El paisaje que dejaba cada enfrentamiento era dantesco. Los médicos tuvieron que instalar tiendas especiales para acoger solo a los combatientes con heridas gangrenadas. «Los testigos de los hospitales de campaña comentaban, casi de forma unánime, el horror de los montones de miembros apilados junto a la mesa del cirujano, disociados de los cuerpos a los que habían pertenecido, transformados en objetos repulsivos que antes eran partes esenciales de una persona. Estos brazos y piernas eran tan inidentificables –e irrecuperables– como las decenas de miles de desaparecidos». A esto había que sumar las imágenes de la guerra: «Los soldados no hallaban palabras con las que describir los cuerpos despedazados que yacían» por todas partes.
Una de las grandes tragedias era que los muertos no importaban en un principio a los responsables de militares y gubernamentales.

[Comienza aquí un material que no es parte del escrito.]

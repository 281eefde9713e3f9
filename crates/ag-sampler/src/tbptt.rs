use rand::rngs::StdRng;
use rand::seq::SliceRandom;
use rand::{Rng, SeedableRng};

use crate::error::{Result, SamplerError};

/// Yields batches of start indices for truncated back-propagation through
/// time.
///
/// The signal is cut into chunks of `chunk_length` samples. Each batch row
/// ("track") follows one chunk from a random offset, and consecutive batches
/// advance every track by `seq_len` samples so recurrent state can be
/// carried from one batch to the next.
#[derive(Debug)]
pub struct TbpttSampler {
    chunk_length: usize,
    seq_len: usize,
    n_chunks: usize,
    n_per_chunk: usize,
    batch_size: usize,
    downsampling: usize,
    rng: StdRng,
}

impl TbpttSampler {
    pub fn new(
        n_samples: usize,
        batch_size: usize,
        chunk_length: usize,
        seq_len: usize,
    ) -> Result<Self> {
        if seq_len == 0 || chunk_length < seq_len {
            return Err(SamplerError::Config(format!(
                "need 0 < seq_len <= chunk_length, got seq_len={} chunk_length={}",
                seq_len, chunk_length
            )));
        }
        if batch_size == 0 {
            return Err(SamplerError::Config("batch_size must be > 0".to_string()));
        }
        let n_chunks = n_samples / chunk_length;
        // The last chunk is kept free so random offsets never run past the end.
        if n_chunks < 2 {
            return Err(SamplerError::Config(format!(
                "{} samples hold fewer than 2 chunks of {}",
                n_samples, chunk_length
            )));
        }

        Ok(TbpttSampler {
            chunk_length,
            seq_len,
            n_chunks,
            n_per_chunk: chunk_length / seq_len,
            batch_size: batch_size.min(n_chunks),
            downsampling: 1,
            rng: StdRng::from_entropy(),
        })
    }

    /// Number of random-offset passes over each group of chunks.
    pub fn with_downsampling(mut self, downsampling: usize) -> Self {
        self.downsampling = downsampling.max(1);
        self
    }

    pub fn with_seed(mut self, seed: u64) -> Self {
        self.rng = StdRng::seed_from_u64(seed);
        self
    }

    /// Effective batch size, capped by the number of chunks.
    pub fn batch_size(&self) -> usize {
        self.batch_size
    }

    /// Number of batches yielded by one epoch.
    pub fn len(&self) -> usize {
        let n_groups = (self.n_chunks - 1).div_ceil(self.batch_size);
        self.downsampling * n_groups * self.n_per_chunk
    }

    pub fn is_empty(&self) -> bool {
        self.len() == 0
    }

    /// Draw one epoch of batches.
    pub fn epoch(&mut self) -> Vec<Vec<usize>> {
        let mut chunks: Vec<usize> = (0..self.n_chunks - 1).collect();
        chunks.shuffle(&mut self.rng);

        let mut batches = Vec::with_capacity(self.len());
        for group in chunks.chunks(self.batch_size) {
            for _ in 0..self.downsampling {
                let tracks: Vec<usize> = group
                    .iter()
                    .map(|&c| c * self.chunk_length + self.rng.gen_range(0..self.chunk_length))
                    .collect();
                for start in 0..self.n_per_chunk {
                    batches.push(
                        tracks
                            .iter()
                            .map(|&t| t + start * self.seq_len)
                            .collect(),
                    );
                }
            }
        }
        batches
    }
}
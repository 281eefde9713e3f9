use thiserror::Error;

#[derive(Error, Debug)]
pub enum TensorError {
    #[error("shape mismatch: expected {expected:?}, got {got:?}")]
    ShapeMismatch { expected: Vec<usize>, got: Vec<usize> },
    #[error("invalid axis {axis} for tensor with {ndim} dimensions")]
    InvalidAxis { axis: usize, ndim: usize },
    #[error("range {start}..{end} out of bounds for axis {axis} of size {size}")]
    OutOfRange {
        axis: usize,
        start: usize,
        end: usize,
        size: usize,
    },
    #[error("unsupported dtype: {0}")]
    UnsupportedDType(String),
    #[error("unknown device: {0:?}")]
    UnknownDevice(String),
    #[error("{0}")]
    Other(String),
}

pub type Result<T> = std::result::Result<T, TensorError>;
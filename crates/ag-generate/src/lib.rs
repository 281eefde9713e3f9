//! `ag-generate` - Autoregressive generation loop for autoregen.
//!
//! Drives a network implementing [`ag_model::Arm`] step by step: prompts are
//! bound to time-indexed [`Interface`]s, every step's outputs are written
//! back through them, and finished buffers go to an [`OutputSink`].

pub mod config;
pub mod error;
pub mod generate_loop;
pub mod guard;
pub mod interface;
pub mod prompt;
pub mod sink;

pub use config::GenerateConfig;
pub use error::{GenerateError, Result};
pub use generate_loop::{BatchReport, GenerateLoop};
pub use guard::RunGuard;
pub use interface::{Getter, Interface, Setter};
pub use prompt::{prepare_prompt, prepare_tensor};
pub use sink::{CollectSink, OutputSink};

La magnitud del conflicto civil no previó qué hacer con los caídos. Ambas partes solo cayeron más tarde en el espanto que suponía que los familiares de los soldados no supieran qué había sido de ellos. «La gente en casa no confiaba en que se les avisaría» de su fallecimiento. Solo llegaban noticias a través de otros hombres enrolados que luchaban en sus unidades. Las personas «acudían en masa a los campos de batalla para tratar de encontrar a sus seres queridos desaparecidos y proporcionarles la atención que temían que de otro modo no tendrían». Los padres rastreaban el terreno con el anhelo de dar con sus hijos. La Guerra de Secesión puso fin a la esclavitud, ayudó a dar un significado más claro a palabras hoy cruciales de nuestra democracia como «libertad», «ciudadanía» e «igualdad». Dio forma a un nuevo estado-nación. Pero esta nación, Estados Unidos, fue, como se dijo entonces, «la obra de la muerte».
Antes de esta guerra no había cementerios nacionales en Estados Unidos. Tampoco había manera de identificar a los cadáveres porque no existían las famosas «Dog Tags», las chapas de identificación, y tampoco se notificaba nada a las familias de los soldados. De esto se encargaban los propios camaradas de los combatientes. Fue a raíz de este conflicto cuando las autoridades decidieron honrar a los caídos, reservar espacios para los hombres que habían entregado su vida y recuperar los muertos abandonados.